LUIS FRANCISCO RODRÍGUEZ OLMO was born in Arecibo, Puerto Rico in 1919, the third of four sons born to carpenter José Rodríguez and his wife Ana Olmo. Of the four boys, Luis was the only athlete, encouraged by his oldest brother José. Luis would later relate that he had been playing baseball since he was born, but he also excelled in several other sports such as basketball, soccer, and track. At first, Olmo aspired to become a major league pitcher, but an injury suffered throwing a javelin ended his mound hopes at age 15. Luis’ older brother José was a subscriber to The Sporting News, and through its pages the younger Olmo idolized Cubs second baseman Billy Herman, so he made the switch to the keystone sack. Continuing his schooling, Olmo moved to the city of Caguas to attend high school. Because the school offered no other sport except baseball, Olmo perfected his game without distraction. Playing second base, outfield and occasionally catching, Olmo evolved into a promising ballplayer, but Caguas was a long way away from the big leagues.
With the Great Depression in full swing, the road to the minor leagues in America was choked with thousands of American-born hopefuls trying to gain a foothold in organized baseball. Caguas, and Puerto Rico for that matter, was as far away from the minor leagues as the moon. Catching an American scout’s eye playing amateur ball in Caguas seemed impossible – but fortunately, Luis Olmo came of age at the perfect time in Puerto Rican baseball history.
THOUGH PUERTO RICO had a rich amateur baseball circuit, the island did not have the professional league that neighboring Cuba did. That changed in 1938 when the Puerto Rican Winter League was formed. For the first time, Puerto Rican players could showcase their talent at home as a group instead of scattering to other countries around the Caribbean and North America. The undisputed attraction in that inaugural season was Millito Navarro, the first Puerto Rican to play in the Negro Leagues and a bonafide star. But that inaugural year also introduced the baseball world to a few young up and comers, among them pitcher Hi Bithorn of the San Juan Senators and Luis Olmo of the Caguas Creoles.

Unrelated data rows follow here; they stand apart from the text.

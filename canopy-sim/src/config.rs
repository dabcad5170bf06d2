//! Simulation configuration.
//!
//! Every tunable of the engine lives in one [`SimulationConfig`] value that is
//! passed explicitly into each call. Missing JSON fields fall back to the
//! defaults, so a config file only needs to list what it overrides.

use serde::{Deserialize, Serialize};
use std::fs;
use std::path::Path;
use thiserror::Error;

use crate::field::rating::RatingBands;
use crate::optimizer::{DiagnosticThresholds, OptimizerPolicy};
use crate::photometry::point_source::CalibrationProfile;
use crate::physics::climate::ClimateTargets;

/// Error types for reading and writing JSON documents
#[derive(Error, Debug)]
pub enum ConfigError {
    #[error("I/O error on {path}: {source}")]
    Io {
        path: String,
        #[source]
        source: std::io::Error,
    },
    #[error("JSON error in {path}: {source}")]
    Json {
        path: String,
        #[source]
        source: serde_json::Error,
    },
}

/// Read and deserialize a JSON file
pub(crate) fn read_json<T: serde::de::DeserializeOwned>(path: &Path) -> Result<T, ConfigError> {
    let display = path.display().to_string();
    let text = fs::read_to_string(path).map_err(|source| ConfigError::Io {
        path: display.clone(),
        source,
    })?;
    serde_json::from_str(&text).map_err(|source| ConfigError::Json {
        path: display,
        source,
    })
}

/// Serialize a value as pretty JSON and write it to a file
pub(crate) fn write_json<T: Serialize>(value: &T, path: &Path) -> Result<(), ConfigError> {
    let display = path.display().to_string();
    let text = serde_json::to_string_pretty(value).map_err(|source| ConfigError::Json {
        path: display.clone(),
        source,
    })?;
    fs::write(path, text).map_err(|source| ConfigError::Io {
        path: display,
        source,
    })
}

#[derive(Debug, Clone, PartialEq, Serialize, Deserialize)]
#[serde(default)]
pub struct SimulationConfig {
    pub calibration: CalibrationProfile,
    /// Height of the canopy plane above the floor, in room units
    pub working_height: f64,
    /// Sample spacing for reported fields
    pub report_resolution: f64,
    pub optimizer: OptimizerPolicy,
    pub diagnostics: DiagnosticThresholds,
    pub rating_bands: RatingBands,
    pub climate_targets: ClimateTargets,
}

impl Default for SimulationConfig {
    fn default() -> Self {
        Self {
            calibration: CalibrationProfile::default(),
            working_height: 0.9,
            report_resolution: 0.25,
            optimizer: OptimizerPolicy::default(),
            diagnostics: DiagnosticThresholds::default(),
            rating_bands: RatingBands::default(),
            climate_targets: ClimateTargets::default(),
        }
    }
}

impl SimulationConfig {
    pub fn from_json_file(path: impl AsRef<Path>) -> Result<Self, ConfigError> {
        read_json(path.as_ref())
    }

    pub fn to_json_file(&self, path: impl AsRef<Path>) -> Result<(), ConfigError> {
        write_json(self, path.as_ref())
    }
}

#[cfg(test)]
mod tests {
    use super::*;
    use tempfile::tempdir;

    #[test]
    fn test_defaults() {
        let config = SimulationConfig::default();
        assert_eq!(config.calibration.unit_conversion, 4.0);
        assert_eq!(config.working_height, 0.9);
        assert_eq!(config.optimizer.acceptance_floor, 0.8);
        assert_eq!(config.optimizer.spacing_sweep.to_string(), "1.5:3:0.25");
        assert_eq!(config.diagnostics.ideal_red_blue_ratio, 3.0);
    }

    #[test]
    fn test_file_round_trip() {
        let dir = tempdir().unwrap();
        let path = dir.path().join("config.json");

        let mut config = SimulationConfig::default();
        config.working_height = 1.2;
        config.optimizer.fallback_spacing = 1.75;
        config.to_json_file(&path).unwrap();

        let loaded = SimulationConfig::from_json_file(&path).unwrap();
        assert_eq!(loaded, config);
    }

    #[test]
    fn test_partial_json_uses_defaults() {
        let dir = tempdir().unwrap();
        let path = dir.path().join("partial.json");
        std::fs::write(
            &path,
            r#"{ "working_height": 0.6, "optimizer": { "spacing_sweep": "1:2:0.5" } }"#,
        )
        .unwrap();

        let config = SimulationConfig::from_json_file(&path).unwrap();
        assert_eq!(config.working_height, 0.6);
        assert_eq!(config.optimizer.spacing_sweep.to_vec(), vec![1.0, 1.5, 2.0]);
        assert_eq!(config.optimizer.fallback_spacing, 2.0);
        assert_eq!(config.report_resolution, 0.25);
    }

    #[test]
    fn test_errors_name_the_file() {
        let err = SimulationConfig::from_json_file("/nonexistent/canopy.json").unwrap_err();
        assert!(matches!(err, ConfigError::Io { .. }));
        assert!(err.to_string().contains("/nonexistent/canopy.json"));

        let dir = tempdir().unwrap();
        let path = dir.path().join("bad.json");
        std::fs::write(&path, "{ not json").unwrap();
        assert!(matches!(
            SimulationConfig::from_json_file(&path),
            Err(ConfigError::Json { .. })
        ));
    }
}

The teenage Olmo was recruited by his hometown team for the princely sum of $7 a week. Although he was young, the Creoles player-manager, Pito Álvarez de la Vega, knew in Olmo he had something special. The older man carefully mentored Olmo throughout the season, correctly assessing that this kid had what it took to make the major leagues one day. Olmo responded by hitting .335 his rookie season, generating much praise as the guy to watch in the near future.
Among those impressed with Olmo that first season was José Seda, a Puerto Rican baseball lifer who also scouted on the side for the Brooklyn Dodgers. The Dodgers had just begun a resurgence under the leadership of new general manager Larry McPhail. Flush with money and grandiose plans, McPhail hired Cardinals GM Branch Rickey’s son, Branch Jr., to create and oversee a Dodgers farm system modeled on what his father had built for St. Louis. Seda had kept an eye on Olmo throughout the season, evaluating him as a prospective Dodger. However, Seda wasn’t the only one with connections who was taking an interest in Olmo; Miguel Lloreda had met Eddie Mooers, owner of the minor league Richmond Colts, on a business trip to the States, and had already sent word about this kid named Olmo.
The Colts were the only unaffiliated club in the Class B Piedmont League, and while the other teams relied on their parent club to provide players, independent owners relied on freelance tips such as Lloreda’s to score talent. Whatever Lloreda wrote, it was impressive enough that Mooers decided to take a chance on the 19-year-old. At the conclusion of the 1938-39 season, the Colts wired Olmo money to take the steamship Barranquilla to New York where a team representative would meet him and accompany him to Richmond where he would sign a contract.
Now things began to get a little cloak and dagger. Just as Luis was getting on the ship to America, José Seda wired Branch Rickey Jr.:
Good ballplayer named Luis Olmo arriving on Barranquilla. Stop. Get him. Stop. – José.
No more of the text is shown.